Exercise objective.
Every line of the data that includes "IxDyn" should be copied out.

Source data
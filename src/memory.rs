//! Memory descriptors and reorders.
//!
//! Caller buffers are always plain, row major (`x`, `nc`, `oi`, `nchw`, `oihw`). Primitives may prefer a blocked
//! format, where channels are grouped by 8 and padded with zeros, in which case the buffer is reordered before and
//! after execution.
use crate::error::KernelError;
use ndarray::{Dimension, IntoDimension, IxDyn};
use rayon::prelude::*;
#[cfg(feature = "serde")]
use serde::{Deserialize, Serialize};
use std::fmt::{self, Display};

/// Channel block size of blocked formats.
pub const BLOCK: usize = 8;

const fn div_up(a: usize, b: usize) -> usize {
    a / b + (a % b != 0) as usize
}

const fn round_up(a: usize, b: usize) -> usize {
    div_up(a, b) * b
}

/// Physical layout of a buffer.
#[derive(Clone, Copy, Debug, Eq, PartialEq, Hash, derive_more::Display)]
#[cfg_attr(feature = "serde", derive(Serialize, Deserialize))]
pub enum Format {
    /// 1d.
    #[display(fmt = "x")]
    X,
    /// 2d activations.
    #[display(fmt = "nc")]
    Nc,
    /// 2d weights.
    #[display(fmt = "oi")]
    Oi,
    /// 4d activations.
    #[display(fmt = "nchw")]
    Nchw,
    /// 4d activations, channels blocked by 8.
    #[display(fmt = "nChw8c")]
    NChw8c,
    /// 4d weights.
    #[display(fmt = "oihw")]
    Oihw,
    /// 4d weights, output and input channels blocked by 8.
    #[display(fmt = "OIhw8i8o")]
    OIhw8i8o,
}

impl Format {
    /// The number of dimensions.
    pub fn ndim(&self) -> usize {
        match self {
            Self::X => 1,
            Self::Nc | Self::Oi => 2,
            Self::Nchw | Self::NChw8c | Self::Oihw | Self::OIhw8i8o => 4,
        }
    }
    /// Whether channels are blocked.
    pub fn is_blocked(&self) -> bool {
        matches!(self, Self::NChw8c | Self::OIhw8i8o)
    }
}

/// Logical dimensions and physical [`Format`] of a buffer.
#[derive(Clone, Debug, Eq, PartialEq, Hash)]
pub struct MemoryDesc {
    dims: IxDyn,
    format: Format,
}

impl MemoryDesc {
    /// Creates a new descriptor.
    ///
    /// **Errors**
    /// The dimensionality of `dims` does not match `format`.
    pub fn new<E>(dims: E, format: Format) -> Result<Self, KernelError>
    where
        E: IntoDimension,
    {
        let dims = dims.into_dimension().into_dyn();
        if dims.ndim() != format.ndim() {
            return Err(KernelError::Unsupported(format!(
                "{format} memory with dims {:?}",
                dims.slice()
            )));
        }
        Ok(Self { dims, format })
    }
    /// Plain activation layout for `dims` (`x`, `nc`, or `nchw`).
    ///
    /// **Errors**
    /// Only 1, 2, and 4 dimensions are supported.
    pub fn activations<E>(dims: E) -> Result<Self, KernelError>
    where
        E: IntoDimension,
    {
        let dims = dims.into_dimension().into_dyn();
        let format = match dims.ndim() {
            1 => Format::X,
            2 => Format::Nc,
            4 => Format::Nchw,
            ndim => {
                return Err(KernelError::Unsupported(format!(
                    "{ndim} dimensional activations"
                )))
            }
        };
        Ok(Self { dims, format })
    }
    /// Plain weights layout for `dims` (`oi` or `oihw`).
    ///
    /// **Errors**
    /// Only 2 and 4 dimensions are supported.
    pub fn weights<E>(dims: E) -> Result<Self, KernelError>
    where
        E: IntoDimension,
    {
        let dims = dims.into_dimension().into_dyn();
        let format = match dims.ndim() {
            2 => Format::Oi,
            4 => Format::Oihw,
            ndim => {
                return Err(KernelError::Unsupported(format!(
                    "{ndim} dimensional weights"
                )))
            }
        };
        Ok(Self { dims, format })
    }
    /// The logical dimensions.
    pub fn dims(&self) -> &[usize] {
        self.dims.slice()
    }
    /// The format.
    pub fn format(&self) -> Format {
        self.format
    }
    /// The plain row major descriptor with the same dims.
    pub fn to_plain(&self) -> Self {
        let format = match self.format {
            Format::NChw8c => Format::Nchw,
            Format::OIhw8i8o => Format::Oihw,
            format => format,
        };
        Self {
            dims: self.dims.clone(),
            format,
        }
    }
    /// Whether the format is plain row major.
    pub fn is_plain(&self) -> bool {
        !self.format.is_blocked()
    }
    /// The number of logical elements.
    pub fn size(&self) -> usize {
        self.dims.size()
    }
    /// The number of physical elements, including block padding.
    pub fn len(&self) -> usize {
        let d = self.dims.slice();
        match self.format {
            Format::NChw8c => d[0] * round_up(d[1], BLOCK) * d[2] * d[3],
            Format::OIhw8i8o => round_up(d[0], BLOCK) * round_up(d[1], BLOCK) * d[2] * d[3],
            _ => self.size(),
        }
    }
    /// Whether there are no elements.
    pub fn is_empty(&self) -> bool {
        self.len() == 0
    }
    /// The physical offset of a 4d logical index, the descriptor must be 4 dimensional.
    pub(crate) fn offset4(&self, [a, b, h, w]: [usize; 4]) -> usize {
        let d = self.dims.slice();
        let (dh, dw) = (d[2], d[3]);
        match self.format {
            Format::NChw8c => {
                let cb = div_up(d[1], BLOCK);
                (((a * cb + b / BLOCK) * dh + h) * dw + w) * BLOCK + b % BLOCK
            }
            Format::OIhw8i8o => {
                let ib = div_up(d[1], BLOCK);
                ((((a / BLOCK) * ib + b / BLOCK) * dh + h) * dw + w) * BLOCK * BLOCK
                    + (b % BLOCK) * BLOCK
                    + a % BLOCK
            }
            _ => ((a * d[1] + b) * dh + h) * dw + w,
        }
    }
    /// The physical offset of a logical index.
    ///
    /// `None` if `index` does not have one value per dimension.
    pub fn offset(&self, index: &[usize]) -> Option<usize> {
        if index.len() != self.dims.ndim() {
            return None;
        }
        let offset = match index {
            [a, b, h, w] => self.offset4([*a, *b, *h, *w]),
            _ => index
                .iter()
                .zip(self.dims.slice())
                .fold(0, |offset, (i, d)| offset * d + i),
        };
        Some(offset)
    }
    /// Whether each element of the outer dimension is stored contiguously.
    fn outer_contiguous(&self) -> bool {
        !matches!(self.format, Format::OIhw8i8o)
    }
}

impl Display for MemoryDesc {
    fn fmt(&self, f: &mut fmt::Formatter) -> fmt::Result {
        write!(f, "{}{:?}", self.format, self.dims.slice())
    }
}

/// Copies `src` into `dst`, converting between the formats of the descriptors.
///
/// Block padding of `dst` is zeroed.
///
/// **Errors**
/// - The logical dimensions differ.
/// - A buffer does not match its descriptor.
pub fn reorder(
    src_md: &MemoryDesc,
    src: &[f32],
    dst_md: &MemoryDesc,
    dst: &mut [f32],
) -> Result<(), KernelError> {
    if src_md.dims != dst_md.dims {
        return Err(KernelError::Layout {
            src: src_md.to_string(),
            dst: dst_md.to_string(),
        });
    }
    if src.len() != src_md.len() || dst.len() != dst_md.len() {
        return Err(KernelError::Layout {
            src: format!("{src_md} ({} elements)", src.len()),
            dst: format!("{dst_md} ({} elements)", dst.len()),
        });
    }
    if src_md.format == dst_md.format {
        dst.copy_from_slice(src);
        return Ok(());
    }
    if dst_md.format.is_blocked() {
        dst.fill(0.);
    }
    let dims = src_md.dims.slice();
    if dims.len() == 4 && dst_md.outer_contiguous() && !dst.is_empty() {
        let outer = dst_md.len() / dims[0];
        let (channels, height, width) = (dims[1], dims[2], dims[3]);
        dst.par_chunks_mut(outer).enumerate().for_each(|(n, dst)| {
            for c in 0..channels {
                for h in 0..height {
                    for w in 0..width {
                        dst[dst_md.offset4([0, c, h, w])] = src[src_md.offset4([n, c, h, w])];
                    }
                }
            }
        });
    } else {
        for index in ndarray::indices(src_md.dims.clone()) {
            let index = index.slice();
            let offsets = dst_md.offset(index).zip(src_md.offset(index));
            let (dst_offset, src_offset) = offsets.ok_or_else(|| KernelError::Layout {
                src: src_md.to_string(),
                dst: dst_md.to_string(),
            })?;
            dst[dst_offset] = src[src_offset];
        }
    }
    Ok(())
}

Written response.
use ndarray::{Dimension, IntoDimension, IxDyn};
    dims: IxDyn,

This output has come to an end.